WF: But perhaps that was then, and this is now? Presumably modern classification is much harder to entangle in the webs of culture, gender, and race. Doing this sort of thing with eighteenth-century systematics is like shooting fish in a barrel, no?

DGB: This question is a very hard one, as you well know, and it limns a set of nettlesome issues in the philosophy of science. It is one of the distinctive problems of the history of science that it tries to offer historical accounts of findings that themselves purport to transcend history. On the whole, everyone agrees that the truths of nature are necessary, not contingent; they are found, not made. If this is indeed the case, then it would appear that wrong answers in the sciences can be "historicized," but where right answers are concerned, you are basically supposed to say "thank you." The theoretical struggles in the field of history of science in the last thirty years, some of which have garnered broader political and social attention, reflect various high-stakes sallies at this problem. Who is the real master of critique? The physicist? The sociologist? Who gets to pull away the last veil?

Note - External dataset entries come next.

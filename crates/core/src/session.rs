//! One realtime connection's lifecycle:
//! `Opening → Syncing → Replaying → Idle ⇄ Running → Closed`.
//!
//! The session is transport-agnostic. It reads [`ChannelEvent`]s from a
//! stream and writes [`OutboundMessage`]s to a channel; the WebSocket route
//! adapts a socket to both.

use std::collections::VecDeque;
use std::sync::Arc;

use futures_util::{Stream, StreamExt};
use tokio::sync::{mpsc, watch};
use tracing::{debug, info, warn};
use uuid::Uuid;

use crate::job::{ConversionJob, FailureReason, JobRunner};
use crate::message::{ChannelEvent, InboundMessage, OutboundMessage};
use crate::registry::SharedRegistry;
use crate::replay::{ReplayQueue, ReplayReport, UnreachablePolicy};
use crate::verify::AvailabilityVerifier;

#[derive(Debug, Clone, Copy, PartialEq, Eq)]
pub enum SessionPhase {
    Opening,
    Syncing,
    Replaying,
    Idle,
    Running,
    Closed,
}

/// Everything a session needs from the process; cheap to clone per
/// connection.
#[derive(Clone)]
pub struct SessionContext {
    pub registry: SharedRegistry,
    pub runner: JobRunner,
    pub verifier: Arc<dyn AvailabilityVerifier>,
    pub policy: UnreachablePolicy,
}

#[derive(Debug, Clone, Default, PartialEq, Eq)]
pub struct SessionSummary {
    pub replay: ReplayReport,
    pub jobs_succeeded: usize,
    pub jobs_failed: usize,
    pub rejected_messages: usize,
    /// A job was still running when the connection closed; its artifact is
    /// recorded but was not delivered.
    pub abandoned_job: bool,
}

pub struct ChannelSession {
    id: Uuid,
    ctx: SessionContext,
    outbound: mpsc::Sender<OutboundMessage>,
    phase: watch::Sender<SessionPhase>,
    backlog: VecDeque<ChannelEvent>,
    summary: SessionSummary,
}

impl ChannelSession {
    pub fn new(ctx: SessionContext, outbound: mpsc::Sender<OutboundMessage>) -> Self {
        let (phase, _) = watch::channel(SessionPhase::Opening);
        Self {
            id: Uuid::new_v4(),
            ctx,
            outbound,
            phase,
            backlog: VecDeque::new(),
            summary: SessionSummary::default(),
        }
    }

    pub fn id(&self) -> Uuid {
        self.id
    }

    pub fn subscribe_phase(&self) -> watch::Receiver<SessionPhase> {
        self.phase.subscribe()
    }

    /// Drive the session until the inbound stream closes.
    pub async fn run<S>(mut self, inbound: S) -> SessionSummary
    where
        S: Stream<Item = ChannelEvent> + Send,
    {
        let mut inbound = std::pin::pin!(inbound);
        info!(session_id = %self.id, "Client connected");

        self.enter(SessionPhase::Syncing);
        match self.ctx.registry.sync_from_store().await {
            Ok(outcome) => debug!(
                session_id = %self.id,
                added = outcome.added,
                discarded = outcome.discarded,
                "Registry synced"
            ),
            Err(err) => warn!(
                session_id = %self.id,
                error = %err,
                "Failed to load persisted registry; continuing with in-memory registry"
            ),
        }

        self.enter(SessionPhase::Replaying);
        let queue = ReplayQueue::seed(self.ctx.registry.descriptors().await);
        let queued = queue.len();
        self.summary.replay = queue
            .drain(
                self.ctx.verifier.as_ref(),
                &self.ctx.registry,
                self.ctx.policy,
                &self.outbound,
            )
            .await;
        info!(
            session_id = %self.id,
            queued,
            delivered = self.summary.replay.delivered.len(),
            dropped = self.summary.replay.dropped.len(),
            registry_reset = self.summary.replay.registry_reset,
            "Replay finished"
        );

        self.enter(SessionPhase::Idle);
        loop {
            let event = match self.backlog.pop_front() {
                Some(event) => Some(event),
                None => inbound.next().await,
            };

            match event {
                Some(ChannelEvent::Text(text)) => {
                    if !self.handle_text(&text, &mut inbound).await {
                        break;
                    }
                }
                Some(ChannelEvent::Close) | None => break,
            }
        }

        self.enter(SessionPhase::Closed);
        info!(session_id = %self.id, "Client disconnected");
        self.summary
    }

    /// Returns `false` once the connection is gone.
    async fn handle_text<S>(&mut self, text: &str, inbound: &mut std::pin::Pin<&mut S>) -> bool
    where
        S: Stream<Item = ChannelEvent> + Send,
    {
        debug!(session_id = %self.id, message = %text, "Received channel message");
        let (url, title) = match InboundMessage::parse(text) {
            InboundMessage::Convert { url, title } => (url, title),
            InboundMessage::Invalid { reason } => {
                self.summary.rejected_messages += 1;
                debug!(session_id = %self.id, %reason, "Rejected channel message");
                let failure = FailureReason::InvalidRequest(reason);
                return self.send(OutboundMessage::failed(&failure)).await;
            }
        };

        self.enter(SessionPhase::Running);
        let mut job_task = self.spawn_job(ConversionJob::new(url, title));

        let outcome = loop {
            tokio::select! {
                joined = &mut job_task => break joined,
                event = inbound.next() => match event {
                    Some(ChannelEvent::Text(text)) => self.backlog.push_back(ChannelEvent::Text(text)),
                    Some(ChannelEvent::Close) | None => {
                        self.summary.abandoned_job = true;
                        info!(
                            session_id = %self.id,
                            "Connection closed while a conversion is running; result will be recorded but not delivered"
                        );
                        return false;
                    }
                },
            }
        };

        let message = match outcome {
            Ok(Ok(descriptor)) => {
                self.summary.jobs_succeeded += 1;
                OutboundMessage::delivered(&descriptor)
            }
            Ok(Err(reason)) => {
                self.summary.jobs_failed += 1;
                OutboundMessage::failed(&reason)
            }
            Err(join_err) => {
                self.summary.jobs_failed += 1;
                warn!(session_id = %self.id, error = %join_err, "Conversion task aborted");
                OutboundMessage::failed(&FailureReason::TranscodeError(join_err.to_string()))
            }
        };

        let connected = self.send(message).await;
        if connected {
            self.enter(SessionPhase::Idle);
        }
        connected
    }

    /// Run the job on its own task so closing the connection never cancels
    /// the conversion. A successful artifact is flushed into the registry
    /// before the result is handed back.
    fn spawn_job(
        &self,
        mut job: ConversionJob,
    ) -> tokio::task::JoinHandle<Result<crate::artifact::ArtifactDescriptor, FailureReason>> {
        let runner = self.ctx.runner.clone();
        let registry = self.ctx.registry.clone();
        let session_id = self.id;

        tokio::spawn(async move {
            info!(
                session_id = %session_id,
                job_id = %job.id,
                title = %job.title,
                "Conversion requested"
            );
            let outcome = runner.run(&mut job).await;
            if outcome.is_ok() {
                if let Err(err) = registry.flush_pending().await {
                    warn!(
                        job_id = %job.id,
                        error = %err,
                        "Failed to persist registry; artifact kept in memory only"
                    );
                }
            }
            debug!(job_id = %job.id, duration_ms = ?job.duration_ms(), "Conversion task finished");
            outcome
        })
    }

    async fn send(&self, message: OutboundMessage) -> bool {
        if self.outbound.send(message).await.is_err() {
            debug!(session_id = %self.id, "Outbound channel closed");
            return false;
        }
        true
    }

    fn enter(&self, phase: SessionPhase) {
        debug!(session_id = %self.id, ?phase, "Session phase");
        self.phase.send_replace(phase);
    }
}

WF: That's a nice way to present the symmetry issue and its problems--wrong answers require explanation; right answers need none.

DGB: These questions drew me to the field. Like most historians of science, I was endlessly preoccupied by "epistemological" problems, but seemingly incapable of being satisfied by the way that such issues were handled by actual philosophers (whether this dissatisfaction stemmed from insight or ineptitude remains an open question). At this juncture, however, I must confess to a certain fatigue where these matters are concerned. I have come to feel that these questions, for all their inherent interest and import, mostly conduce to posturing, which can be fun, but can also be boring. It is inherently important under many conditions, and therefore interesting, whether my dad can beat up your dad. But this too leads to a good deal of posturing, much of which is undeniably boring. And when it is fun, it may be morally vicious. At this point my motto is a slight revision of William Carlos Williams's apothegm on poetry: "no ideas without people." Which is to say, as a historian, I don't have anything to offer on whether, in a general way, modern cladistics would yield to a sociologically sensitive investigation. I am inclined to suspect it would, but I'd need to go meet some people, and read some things, and try to figure out what it is like to think the way a modern systematist thinks, before I'd set about telling that story.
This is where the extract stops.